RECORDS SUPPLIED below:

use anyhow::Result;

use bookcal_core::{normalize_all, render_feed};

use crate::client::BooksterClient;
use crate::config::Config;
use crate::utils::tui;

/// Fetch one property and print its feed, for eyeballing field mapping
/// before pointing a calendar client at the published file.
pub async fn run(
    client: &BooksterClient,
    config: &Config,
    property_id: &str,
    split_days: bool,
) -> Result<()> {
    let spinner = tui::create_spinner(format!("Fetching bookings for {property_id}"));
    let raws = client.fetch_bookings(property_id).await;
    spinner.finish_and_clear();

    let raws = raws?;
    let bookings = normalize_all(&raws, &config.normalize_options());
    let feed = render_feed(&bookings, &config.feed_options(None, split_days))?;

    print!("{feed}");
    eprintln!(
        "{} records fetched, {} bookings in feed",
        raws.len(),
        bookings.len()
    );

    Ok(())
}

End of RECORDS SUPPLIED.

WHAT YOU HAVE TO DO =
In the data shown above, how many lines hold the string "config"? The answer is the number alone.

RESPONSE TO THE EXERCISE =
4